(Dataset excerpts)
▶

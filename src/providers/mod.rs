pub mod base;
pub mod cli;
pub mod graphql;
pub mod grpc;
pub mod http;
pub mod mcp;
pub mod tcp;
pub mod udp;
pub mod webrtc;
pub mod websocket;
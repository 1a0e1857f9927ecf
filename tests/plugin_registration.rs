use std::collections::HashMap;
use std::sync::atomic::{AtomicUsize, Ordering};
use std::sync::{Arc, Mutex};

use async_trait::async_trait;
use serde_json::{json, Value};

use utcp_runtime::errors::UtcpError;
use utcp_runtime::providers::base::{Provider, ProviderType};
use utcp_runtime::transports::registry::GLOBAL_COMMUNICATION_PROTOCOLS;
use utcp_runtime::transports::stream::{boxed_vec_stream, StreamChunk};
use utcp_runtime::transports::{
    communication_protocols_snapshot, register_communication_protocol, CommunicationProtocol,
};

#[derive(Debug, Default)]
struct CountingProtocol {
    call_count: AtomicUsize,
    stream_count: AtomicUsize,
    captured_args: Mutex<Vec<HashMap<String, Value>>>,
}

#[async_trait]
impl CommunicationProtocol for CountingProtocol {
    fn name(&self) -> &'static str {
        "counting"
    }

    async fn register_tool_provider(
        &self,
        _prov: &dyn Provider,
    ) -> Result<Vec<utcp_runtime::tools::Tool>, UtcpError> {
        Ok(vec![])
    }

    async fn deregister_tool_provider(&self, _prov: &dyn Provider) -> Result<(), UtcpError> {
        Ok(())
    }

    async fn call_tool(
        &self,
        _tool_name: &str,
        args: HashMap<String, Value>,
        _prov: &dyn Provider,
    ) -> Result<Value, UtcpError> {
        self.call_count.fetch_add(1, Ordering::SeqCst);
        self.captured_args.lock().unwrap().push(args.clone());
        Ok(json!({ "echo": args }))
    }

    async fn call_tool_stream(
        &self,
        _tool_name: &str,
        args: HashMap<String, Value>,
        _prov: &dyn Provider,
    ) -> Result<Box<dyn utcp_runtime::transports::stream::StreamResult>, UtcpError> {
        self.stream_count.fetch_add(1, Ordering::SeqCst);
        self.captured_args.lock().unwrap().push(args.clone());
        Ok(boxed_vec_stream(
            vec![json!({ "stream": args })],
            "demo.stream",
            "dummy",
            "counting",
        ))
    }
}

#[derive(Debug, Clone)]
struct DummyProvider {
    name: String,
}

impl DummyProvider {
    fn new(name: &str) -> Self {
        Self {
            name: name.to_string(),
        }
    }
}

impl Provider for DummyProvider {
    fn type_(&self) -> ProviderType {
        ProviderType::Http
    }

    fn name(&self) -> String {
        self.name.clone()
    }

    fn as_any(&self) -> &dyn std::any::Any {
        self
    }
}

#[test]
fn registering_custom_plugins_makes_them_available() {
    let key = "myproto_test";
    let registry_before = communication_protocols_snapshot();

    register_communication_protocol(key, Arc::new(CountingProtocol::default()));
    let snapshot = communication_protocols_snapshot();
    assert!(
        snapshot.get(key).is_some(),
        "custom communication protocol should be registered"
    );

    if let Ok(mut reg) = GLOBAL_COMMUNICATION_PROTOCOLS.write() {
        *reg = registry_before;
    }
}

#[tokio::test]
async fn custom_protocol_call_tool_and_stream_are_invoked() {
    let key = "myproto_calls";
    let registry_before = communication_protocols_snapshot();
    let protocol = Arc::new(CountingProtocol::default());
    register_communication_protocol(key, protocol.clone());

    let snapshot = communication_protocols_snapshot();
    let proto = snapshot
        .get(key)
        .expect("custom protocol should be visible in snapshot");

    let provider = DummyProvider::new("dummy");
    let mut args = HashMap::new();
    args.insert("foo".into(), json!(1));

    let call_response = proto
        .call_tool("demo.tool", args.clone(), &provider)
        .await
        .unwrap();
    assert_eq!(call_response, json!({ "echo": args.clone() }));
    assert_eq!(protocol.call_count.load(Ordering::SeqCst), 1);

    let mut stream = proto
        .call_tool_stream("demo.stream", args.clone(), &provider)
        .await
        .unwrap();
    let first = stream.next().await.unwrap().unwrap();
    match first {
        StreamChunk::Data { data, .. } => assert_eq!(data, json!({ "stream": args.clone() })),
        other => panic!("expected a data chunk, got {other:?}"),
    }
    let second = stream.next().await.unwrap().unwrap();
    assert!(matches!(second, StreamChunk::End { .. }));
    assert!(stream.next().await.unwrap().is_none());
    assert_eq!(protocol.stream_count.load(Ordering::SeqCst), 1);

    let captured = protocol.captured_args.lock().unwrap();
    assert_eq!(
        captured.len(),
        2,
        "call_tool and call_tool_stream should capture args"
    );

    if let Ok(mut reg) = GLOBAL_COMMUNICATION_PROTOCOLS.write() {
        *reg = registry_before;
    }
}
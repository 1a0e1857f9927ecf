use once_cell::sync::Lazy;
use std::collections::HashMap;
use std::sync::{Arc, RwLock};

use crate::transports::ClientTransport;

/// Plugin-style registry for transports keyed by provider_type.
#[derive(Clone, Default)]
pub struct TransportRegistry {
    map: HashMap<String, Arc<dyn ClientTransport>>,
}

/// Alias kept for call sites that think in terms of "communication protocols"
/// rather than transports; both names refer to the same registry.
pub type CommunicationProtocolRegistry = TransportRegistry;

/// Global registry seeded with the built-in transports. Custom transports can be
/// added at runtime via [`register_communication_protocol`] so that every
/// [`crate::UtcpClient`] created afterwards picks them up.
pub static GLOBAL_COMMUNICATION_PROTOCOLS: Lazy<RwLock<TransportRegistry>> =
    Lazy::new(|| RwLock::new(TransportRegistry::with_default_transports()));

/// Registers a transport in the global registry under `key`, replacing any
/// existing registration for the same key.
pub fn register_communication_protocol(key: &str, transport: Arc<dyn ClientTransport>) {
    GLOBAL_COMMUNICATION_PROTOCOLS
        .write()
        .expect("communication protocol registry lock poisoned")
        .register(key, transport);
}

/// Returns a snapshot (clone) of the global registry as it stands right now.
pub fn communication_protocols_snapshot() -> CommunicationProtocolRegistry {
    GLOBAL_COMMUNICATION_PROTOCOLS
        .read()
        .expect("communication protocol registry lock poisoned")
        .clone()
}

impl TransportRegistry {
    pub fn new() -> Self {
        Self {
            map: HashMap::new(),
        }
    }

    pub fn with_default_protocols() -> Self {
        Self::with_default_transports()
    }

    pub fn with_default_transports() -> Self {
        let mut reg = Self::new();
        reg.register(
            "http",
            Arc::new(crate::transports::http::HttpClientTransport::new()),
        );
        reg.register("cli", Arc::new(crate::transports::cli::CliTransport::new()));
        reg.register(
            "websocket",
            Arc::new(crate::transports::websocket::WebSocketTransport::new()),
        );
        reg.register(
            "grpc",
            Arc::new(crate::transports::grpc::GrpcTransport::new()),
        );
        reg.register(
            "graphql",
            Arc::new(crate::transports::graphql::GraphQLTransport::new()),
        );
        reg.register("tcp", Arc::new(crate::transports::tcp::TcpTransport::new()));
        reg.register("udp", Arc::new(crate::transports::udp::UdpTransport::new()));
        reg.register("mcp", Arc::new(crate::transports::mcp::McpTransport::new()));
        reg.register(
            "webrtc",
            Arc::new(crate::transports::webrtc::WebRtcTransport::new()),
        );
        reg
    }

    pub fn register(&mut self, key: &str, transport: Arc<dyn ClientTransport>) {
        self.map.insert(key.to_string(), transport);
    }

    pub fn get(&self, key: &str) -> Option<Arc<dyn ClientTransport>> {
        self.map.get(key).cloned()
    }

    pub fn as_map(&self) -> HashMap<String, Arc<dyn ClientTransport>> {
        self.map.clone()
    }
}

◀

# WHAT YOU SHOULD DO:
Please go through the data and copy each line containing the word "SeqCst".

# ANSWER BOX:
        self.call_count.fetch_add(1, Ordering::SeqCst);
        self.stream_count.fetch_add(1, Ordering::SeqCst);
    assert_eq!(protocol.call_count.load(Ordering::SeqCst), 1);
    assert_eq!(protocol.stream_count.load(Ordering::SeqCst), 1);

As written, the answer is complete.